L'appellation générale est « roman » et personne ne niera le caractère hautement romanesque de cette histoire : romanesque, romantique, réaliste, historique, épique, picaresque, comique, tragique, poétique… L'originalité ne tient pas seulement à la multiplicité des genres, mais également à la construction singulière du roman : les quatre épisodes recouvrent chacun sept veillées, elles-mêmes composées de six pauses chacune. L'histoire centrale, celle d'
Anne-Marie et de Gaspard est constamment entrelacée avec la relation de
contes et légendes en rapport plus ou moins direct avec l'action, ce qui tend à prouver le grand art de l'auteur, ce don de mêler sans effort, et même avec un grand bonheur, le réel et l'imaginaire.
Nous sommes au début du XIXème siècle, à l'époque napoléonienne et aux premiers temps de la Restauration (il s'agit donc aussi d'un roman historique) dans
l'Auvergne profonde (région de Doranges, pas très éloignée d'Ambert et Issoire, les cités arvernes victimes des « Copains » de
Jules Romains).
Anne-Marie Grange est un soir agressée par un inconnu à qui, en se défendant, elle sectionne deux doigts. le roman tout entier tournera autour de la vengeance de cet inconnu, et de la résistance acharnée de
Anne-Marie et de son cousin, le valeureux Gaspard.
Parce qu'il décrit très finement le décor, le folklore, la mentalité des habitants, les coutumes locales et tout le légendaire s'y rapportant, on a très vite catalogué
Henri Pourrat parmi les écrivains régionalistes.

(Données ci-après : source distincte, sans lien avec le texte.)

use actix_web::error::ResponseError;
use actix_web::http::StatusCode;
use actix_web::HttpResponse;
use thiserror::Error;
use tracing::error;

use crate::http::envelope;
use crate::infra::db_errors::map_db_err;
use crate::trace_ctx;

/// Message sent for every 401 produced by the auth gate. Deliberately generic:
/// clients never learn which precondition failed.
pub const UNAUTHORIZED_MESSAGE: &str = "Unauthorized access";
/// Message sent for every 403. Never names the role the route required.
pub const FORBIDDEN_MESSAGE: &str = "Access forbidden";
pub const INVALID_CREDENTIALS_MESSAGE: &str = "Invalid email or password";
pub const INTERNAL_MESSAGE: &str = "Internal server error";

#[derive(Error, Debug, Clone)]
pub enum AppError {
    #[error("Validation error: {detail}")]
    Validation { detail: String },
    #[error("Bad request: {detail}")]
    BadRequest { detail: String },
    #[error("Not found: {detail}")]
    NotFound { detail: String },
    #[error("Unauthorized")]
    Unauthorized,
    #[error("Invalid credentials")]
    InvalidCredentials,
    #[error("Forbidden")]
    Forbidden,
    #[error("Conflict: {detail}")]
    Conflict { detail: String },
    #[error("Database error: {detail}")]
    Db { detail: String },
    #[error("Database unavailable")]
    DbUnavailable,
    #[error("Internal error: {detail}")]
    Internal { detail: String },
    #[error("Configuration error: {detail}")]
    Config { detail: String },
}

impl AppError {
    /// Stable machine-readable code, used in logs only.
    pub fn code(&self) -> &'static str {
        match self {
            AppError::Validation { .. } => "VALIDATION_ERROR",
            AppError::BadRequest { .. } => "BAD_REQUEST",
            AppError::NotFound { .. } => "NOT_FOUND",
            AppError::Unauthorized => "UNAUTHORIZED",
            AppError::InvalidCredentials => "INVALID_CREDENTIALS",
            AppError::Forbidden => "FORBIDDEN",
            AppError::Conflict { .. } => "CONFLICT",
            AppError::Db { .. } => "DB_ERROR",
            AppError::DbUnavailable => "DB_UNAVAILABLE",
            AppError::Internal { .. } => "INTERNAL",
            AppError::Config { .. } => "CONFIG_ERROR",
        }
    }

    /// The message placed in the envelope's `error` field.
    ///
    /// Server-side failures collapse to a single generic message; their
    /// detail goes to the log, never to the client.
    pub fn client_message(&self) -> String {
        match self {
            AppError::Validation { detail }
            | AppError::BadRequest { detail }
            | AppError::NotFound { detail }
            | AppError::Conflict { detail } => detail.clone(),
            AppError::Unauthorized => UNAUTHORIZED_MESSAGE.to_string(),
            AppError::InvalidCredentials => INVALID_CREDENTIALS_MESSAGE.to_string(),
            AppError::Forbidden => FORBIDDEN_MESSAGE.to_string(),
            AppError::Db { .. }
            | AppError::DbUnavailable
            | AppError::Internal { .. }
            | AppError::Config { .. } => INTERNAL_MESSAGE.to_string(),
        }
    }

    /// Get the HTTP status code for this error
    pub fn status(&self) -> StatusCode {
        match self {
            AppError::Validation { .. } => StatusCode::BAD_REQUEST,
            AppError::BadRequest { .. } => StatusCode::BAD_REQUEST,
            AppError::NotFound { .. } => StatusCode::NOT_FOUND,
            AppError::Unauthorized => StatusCode::UNAUTHORIZED,
            AppError::InvalidCredentials => StatusCode::UNAUTHORIZED,
            AppError::Forbidden => StatusCode::FORBIDDEN,
            AppError::Conflict { .. } => StatusCode::CONFLICT,
            AppError::Db { .. } => StatusCode::INTERNAL_SERVER_ERROR,
            AppError::DbUnavailable => StatusCode::INTERNAL_SERVER_ERROR,
            AppError::Internal { .. } => StatusCode::INTERNAL_SERVER_ERROR,
            AppError::Config { .. } => StatusCode::INTERNAL_SERVER_ERROR,
        }
    }

    pub fn invalid(detail: impl Into<String>) -> Self {
        Self::Validation {
            detail: detail.into(),
        }
    }

    pub fn bad_request(detail: impl Into<String>) -> Self {
        Self::BadRequest {
            detail: detail.into(),
        }
    }

    pub fn not_found(detail: impl Into<String>) -> Self {
        Self::NotFound {
            detail: detail.into(),
        }
    }

    pub fn conflict(detail: impl Into<String>) -> Self {
        Self::Conflict {
            detail: detail.into(),
        }
    }

    pub fn db(detail: impl Into<String>) -> Self {
        Self::Db {
            detail: detail.into(),
        }
    }

    pub fn internal(detail: impl Into<String>) -> Self {
        Self::Internal {
            detail: detail.into(),
        }
    }

    pub fn config(detail: impl Into<String>) -> Self {
        Self::Config {
            detail: detail.into(),
        }
    }

    pub fn unauthorized() -> Self {
        Self::Unauthorized
    }

    pub fn invalid_credentials() -> Self {
        Self::InvalidCredentials
    }

    pub fn forbidden() -> Self {
        Self::Forbidden
    }

    pub fn db_unavailable() -> Self {
        Self::DbUnavailable
    }
}

impl From<sea_orm::DbErr> for AppError {
    fn from(e: sea_orm::DbErr) -> Self {
        map_db_err(e)
    }
}

impl ResponseError for AppError {
    fn status_code(&self) -> StatusCode {
        self.status()
    }

    fn error_response(&self) -> HttpResponse {
        let status = self.status();
        let trace_id = trace_ctx::trace_id();

        if status.is_server_error() {
            error!(
                trace_id = %trace_id,
                code = self.code(),
                error = %self,
                "request_failed"
            );
        }

        let mut response = envelope::error_response(self.client_message(), Some(status));
        if let Ok(value) = actix_web::http::header::HeaderValue::from_str(&trace_id) {
            response.headers_mut().insert(
                actix_web::http::header::HeaderName::from_static("x-trace-id"),
                value,
            );
        }
        response
    }
}

#[cfg(test)]
mod tests {
    use actix_web::body::to_bytes;
    use serde_json::Value;

    use super::*;

    async fn body_json(err: AppError) -> (StatusCode, Value) {
        let resp = err.error_response();
        let status = resp.status();
        let bytes = to_bytes(resp.into_body()).await.unwrap();
        (status, serde_json::from_slice(&bytes).unwrap())
    }

    #[actix_web::test]
    async fn unauthorized_renders_generic_envelope() {
        let (status, json) = body_json(AppError::unauthorized()).await;
        assert_eq!(status, StatusCode::UNAUTHORIZED);
        assert_eq!(json["success"], false);
        assert_eq!(json["error"], UNAUTHORIZED_MESSAGE);
        assert!(json.get("data").is_none());
    }

    #[actix_web::test]
    async fn forbidden_renders_generic_envelope() {
        let (status, json) = body_json(AppError::forbidden()).await;
        assert_eq!(status, StatusCode::FORBIDDEN);
        assert_eq!(json["error"], FORBIDDEN_MESSAGE);
    }

    #[actix_web::test]
    async fn db_error_detail_is_not_leaked() {
        let (status, json) =
            body_json(AppError::db("relation \"users\" does not exist")).await;
        assert_eq!(status, StatusCode::INTERNAL_SERVER_ERROR);
        assert_eq!(json["error"], INTERNAL_MESSAGE);
    }

    #[actix_web::test]
    async fn client_errors_carry_their_detail() {
        let (status, json) = body_json(AppError::conflict("Email already registered")).await;
        assert_eq!(status, StatusCode::CONFLICT);
        assert_eq!(json["error"], "Email already registered");

        let (status, _) = body_json(AppError::invalid("Amount must be positive")).await;
        assert_eq!(status, StatusCode::BAD_REQUEST);
    }

    #[test]
    fn error_response_sets_trace_header() {
        let resp = AppError::not_found("News not found").error_response();
        assert_eq!(
            resp.headers().get("x-trace-id").unwrap().to_str().unwrap(),
            "unknown"
        );
    }
}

C'est vérité tant son amour pour sa terre natale affleure dans cette reconstitution multiple (sensuelle autant qu'intellectuelle) mais ce serait trahir son oeuvre que s'arrêter à cet aspect des choses : nous avons vu que ce roman correspondait à plusieurs genres : il faut ajouter que, par les valeurs qu'il véhicule, il tend à prendre une valeur universelle, dans sa défense du Bien contre le mal, et dans la primauté de l'amour sur la haine.
«
Gaspard des montagnes » se lit comme un roman-feuilleton : ardente et joyeuse chronique paysanne, c'est une belle aventure pétrie de vaillance doublée d'une belle histoire d'amour.